Diverse Teams With Different Briefs Create Better Names
by David Plasik on June 29, 2025
The Lexicon Branding Naming Process: How to Create Distinctive Brand Names
David Plasik, founder of Lexicon Branding, has developed a systematic approach to creating powerful brand names that stand out in the marketplace. His process combines linguistic science, creative exploration, and strategic thinking to develop names that create experiences rather than just labels.
The Three-Step Naming Process
1. Identify
- Focus on behavior and experience rather than positioning or values
- "How are you behaving now and how do you want to behave in the future?"
- "How do you want the marketplace to behave towards you?"
- Analyze the competitive landscape to ensure distinctiveness
- Examine existing brand names in the space
- Identify language patterns to avoid in order to stand out
- Create a "creative framework" that serves as a window for exploration
- Not narrow objectives, but guidelines that open up possibilities
2. Invent
- Use small creative teams rather than large brainstorming sessions
- Work with 2-3 teams of two people each
- Each team receives a different briefing to maximize creative diversity
- One team knows everything about the actual project
- Another team thinks they're working for a different company
- A third team works on a completely different product category
- Apply linguistic science to guide name creation
- Leverage sound symbolism - each letter evokes specific feelings
- V is vibrant and alive (Vercel, Corvette, Viagra)
- B conveys reliability (Blackberry)
- Z creates noise and stands out (Azure)
- X feels fast and crisp
- Focus on "processing fluency" - names that are easy for the brain to process
- Use a network of linguists to evaluate cultural implications
- Leverage sound symbolism - each letter evokes specific feelings
- Generate thousands of name ideas (3,000-4,000) before filtering
- Not all are complete names, but directions and concepts
- Look for "potential diamonds" among the ideas
3. Implement
- Help clients sell the name internally
- Create prototypes showing the name on products, ads, etc.

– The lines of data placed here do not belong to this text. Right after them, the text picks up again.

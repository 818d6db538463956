use serde::Serialize;
use serde_json::{Map, Value};

use crate::engine::{Decision, TacticalEngine};
use crate::error::{DataFault, TickError};
use crate::types::{Agent, ArenaSnapshot, Facing, Position};

/// Id given to the steered agent when the payload carries flat player fields.
pub const FLAT_SELF_ID: &str = "self";

/// Which of the two understood payload layouts a tick arrived in. Replies
/// follow the same layout's conventions.
#[derive(Clone, Copy, Debug, PartialEq, Eq, Serialize)]
#[serde(rename_all = "snake_case")]
pub enum PayloadShape {
    Arena,
    Flat,
}

#[derive(Clone, Copy, Debug, PartialEq, Eq, Serialize)]
pub struct TickAnswer {
    pub shape: PayloadShape,
    pub decision: Decision,
}

/// Parses one tick payload into a snapshot.
///
/// Two shapes are understood. The arena shape keys every agent by its URL
/// under `arena.state` and names ours in `_links.self.href`. The flat shape
/// carries `playerX`/`playerY`/`wasHit` for us and an `opponents` array whose
/// entries give either a `position` pair or separate `x`/`y`.
pub fn parse_arena_payload(raw: &str) -> Result<ArenaSnapshot, TickError> {
    parse_payload(raw).map(|(_, snapshot)| snapshot)
}

/// Parses a payload and runs it through `engine` as one tick.
pub fn answer_tick(engine: &mut TacticalEngine, raw: &str) -> Result<TickAnswer, TickError> {
    let (shape, snapshot) = parse_payload(raw)?;
    let decision = engine.evaluate(&snapshot)?;
    Ok(TickAnswer { shape, decision })
}

fn parse_payload(raw: &str) -> Result<(PayloadShape, ArenaSnapshot), TickError> {
    let value: Value = serde_json::from_str(raw)?;
    let object = value
        .as_object()
        .ok_or_else(|| TickError::malformed("payload is not an object"))?;

    if object.contains_key("arena") {
        Ok((PayloadShape::Arena, parse_arena_shape(object)?))
    } else if object.contains_key("playerX") {
        Ok((PayloadShape::Flat, parse_flat_shape(object)?))
    } else {
        Err(TickError::malformed("unrecognised payload shape"))
    }
}

fn parse_arena_shape(object: &Map<String, Value>) -> Result<ArenaSnapshot, TickError> {
    let self_id = object
        .get("_links")
        .and_then(|links| links.get("self"))
        .and_then(|link| link.get("href"))
        .and_then(Value::as_str)
        .ok_or_else(|| TickError::malformed("missing `_links.self.href`"))?;

    let state = object
        .get("arena")
        .and_then(|arena| arena.get("state"))
        .and_then(Value::as_object)
        .ok_or_else(|| TickError::malformed("missing `arena.state` object"))?;

    let mut agents = Vec::with_capacity(state.len());
    for (id, entry) in state {
        let entry = entry
            .as_object()
            .ok_or_else(|| TickError::malformed(format!("state entry `{id}` is not an object")))?;
        agents.push(Agent {
            id: id.clone(),
            position: Position::new(
                required_i32(entry, "x", id)?,
                required_i32(entry, "y", id)?,
            ),
            facing: parse_facing(required_str(entry, "direction", id)?)?,
            score: required_integer(entry, "score", id)?,
            was_hit: required_bool(entry, "wasHit", id)?,
        });
    }

    Ok(ArenaSnapshot::new(self_id, agents))
}

fn parse_flat_shape(object: &Map<String, Value>) -> Result<ArenaSnapshot, TickError> {
    let me = Agent {
        id: FLAT_SELF_ID.to_string(),
        position: Position::new(
            required_i32(object, "playerX", FLAT_SELF_ID)?,
            required_i32(object, "playerY", FLAT_SELF_ID)?,
        ),
        facing: match optional_str(object, "playerDirection", FLAT_SELF_ID)? {
            Some(raw) => parse_facing(raw)?,
            None => Facing::North,
        },
        score: optional_integer(object, "playerScore", FLAT_SELF_ID)?.unwrap_or(0),
        was_hit: required_bool(object, "wasHit", FLAT_SELF_ID)?,
    };

    let opponents = object
        .get("opponents")
        .and_then(Value::as_array)
        .ok_or_else(|| TickError::malformed("missing `opponents` array"))?;

    let mut agents = Vec::with_capacity(opponents.len() + 1);
    agents.push(me);
    for (idx, entry) in opponents.iter().enumerate() {
        let label = format!("opponents[{idx}]");
        let entry = entry
            .as_object()
            .ok_or_else(|| TickError::malformed(format!("`{label}` is not an object")))?;
        // The steered agent owns FLAT_SELF_ID; an opponent claiming it is renamed.
        let id = match optional_str(entry, "id", &label)? {
            Some(id) if id != FLAT_SELF_ID => id.to_string(),
            _ => format!("opponent-{idx}"),
        };
        agents.push(Agent {
            position: parse_flat_position(entry, &label)?,
            facing: parse_facing(required_str(entry, "direction", &label)?)?,
            score: optional_integer(entry, "score", &label)?.unwrap_or(0),
            was_hit: optional_bool(entry, "wasHit", &label)?.unwrap_or(false),
            id,
        });
    }

    Ok(ArenaSnapshot::new(FLAT_SELF_ID, agents))
}

fn parse_flat_position(entry: &Map<String, Value>, label: &str) -> Result<Position, TickError> {
    let Some(position) = entry.get("position") else {
        return Ok(Position::new(
            required_i32(entry, "x", label)?,
            required_i32(entry, "y", label)?,
        ));
    };
    let pair = position
        .as_array()
        .filter(|pair| pair.len() == 2)
        .ok_or_else(|| TickError::malformed(format!("`{label}.position` is not an [x, y] pair")))?;
    let coordinate = |value: &Value| {
        parse_integer(value)
            .and_then(|number| i32::try_from(number).ok())
            .ok_or_else(|| {
                TickError::malformed(format!("`{label}.position` holds a non-integer coordinate"))
            })
    };
    Ok(Position::new(coordinate(&pair[0])?, coordinate(&pair[1])?))
}

fn parse_facing(raw: &str) -> Result<Facing, TickError> {
    Facing::parse(raw).ok_or_else(|| DataFault::UnknownFacing(raw.to_string()).into())
}

fn required<'a>(
    object: &'a Map<String, Value>,
    key: &str,
    owner: &str,
) -> Result<&'a Value, TickError> {
    object
        .get(key)
        .ok_or_else(|| TickError::malformed(format!("`{owner}` is missing `{key}`")))
}

fn wrong_type(owner: &str, key: &str, expected: &str) -> TickError {
    TickError::malformed(format!("`{owner}.{key}` is not {expected}"))
}

fn required_str<'a>(
    object: &'a Map<String, Value>,
    key: &str,
    owner: &str,
) -> Result<&'a str, TickError> {
    required(object, key, owner)?
        .as_str()
        .ok_or_else(|| wrong_type(owner, key, "a string"))
}

fn optional_str<'a>(
    object: &'a Map<String, Value>,
    key: &str,
    owner: &str,
) -> Result<Option<&'a str>, TickError> {
    match object.get(key) {
        None | Some(Value::Null) => Ok(None),
        Some(value) => value
            .as_str()
            .map(Some)
            .ok_or_else(|| wrong_type(owner, key, "a string")),
    }
}

fn required_bool(object: &Map<String, Value>, key: &str, owner: &str) -> Result<bool, TickError> {
    required(object, key, owner)?
        .as_bool()
        .ok_or_else(|| wrong_type(owner, key, "a boolean"))
}

fn optional_bool(
    object: &Map<String, Value>,
    key: &str,
    owner: &str,
) -> Result<Option<bool>, TickError> {
    match object.get(key) {
        None | Some(Value::Null) => Ok(None),
        Some(value) => value
            .as_bool()
            .map(Some)
            .ok_or_else(|| wrong_type(owner, key, "a boolean")),
    }
}

fn required_integer(object: &Map<String, Value>, key: &str, owner: &str) -> Result<i64, TickError> {
    parse_integer(required(object, key, owner)?).ok_or_else(|| wrong_type(owner, key, "an integer"))
}

fn optional_integer(
    object: &Map<String, Value>,
    key: &str,
    owner: &str,
) -> Result<Option<i64>, TickError> {
    match object.get(key) {
        None | Some(Value::Null) => Ok(None),
        Some(value) => parse_integer(value)
            .map(Some)
            .ok_or_else(|| wrong_type(owner, key, "an integer")),
    }
}

fn required_i32(object: &Map<String, Value>, key: &str, owner: &str) -> Result<i32, TickError> {
    let number = required_integer(object, key, owner)?;
    i32::try_from(number).map_err(|_| wrong_type(owner, key, "a grid coordinate"))
}

/// Accepts integral JSON numbers, including floats such as `4.0` that stay
/// within the exactly representable integer range. Fractional values are
/// rejected.
fn parse_integer(value: &Value) -> Option<i64> {
    const MAX_SAFE_INTEGER_F64: f64 = 9_007_199_254_740_991.0;

    if let Some(number) = value.as_i64() {
        return Some(number);
    }
    if let Some(number) = value.as_u64() {
        return i64::try_from(number).ok();
    }
    let number = value.as_f64()?;
    if !number.is_finite() {
        return None;
    }
    if number.fract() != 0.0 || number.abs() > MAX_SAFE_INTEGER_F64 {
        return None;
    }
    Some(number as i64)
}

- Develop rationales explaining why the name makes sense
- Focus on marketplace impact rather than internal comfort
- Conduct customer research focused on imagination, not comfort
- Don't ask "does this fit the concept?" which leads to descriptive names
- Look for responses like "I don't know much about that product, but I know they're not like the other guys"
Key Principles for Effective Names
Seek Discomfort and Polarization
- "If your team is comfortable with the name, chances are you don't have the name yet"
- Look for tension and disagreement within the team about a name
- Polarization indicates energy and strength in a name
Create Asymmetric and Cumulative Advantage
- Names should provide an immediate advantage in the marketplace
- Over time, distinctive names build stronger bonds with customers
- Descriptive names blend in and fail to create advantage
Focus on Experience, Not Description
- Names should start stories, not make statements
- Great names create predispositions to consider the product
- Think about how the name will behave in the marketplace
Prioritize Distinctiveness Over Domain Availability
- The .com is now "just an area code" and less important
- Get the right name first, then figure out the domain strategy
- Consider alternative TLDs or slight modifications to the name
DIY Naming Exercise: The Diamond Framework
For teams without resources for professional naming, use this exercise:
- Draw a diamond shape with four points
- At the top point, write "Win" and define what winning means for your company
- At the right point, write "What do we have to win?" - your current advantages
- At the bottom point, write "What do we need to win?" - resources or capabilities you lack
- At the left point, write "What do we need to say to win?" - focus deeply on this
- Generate at least 1,500 name ideas without evaluating them
- Test potential names by asking people "Our competitor just launched with this name - what do you think?"
The goal is to suspend judgment, avoid over-evaluation, and find names that create distinctive experiences rather than merely describing what you do.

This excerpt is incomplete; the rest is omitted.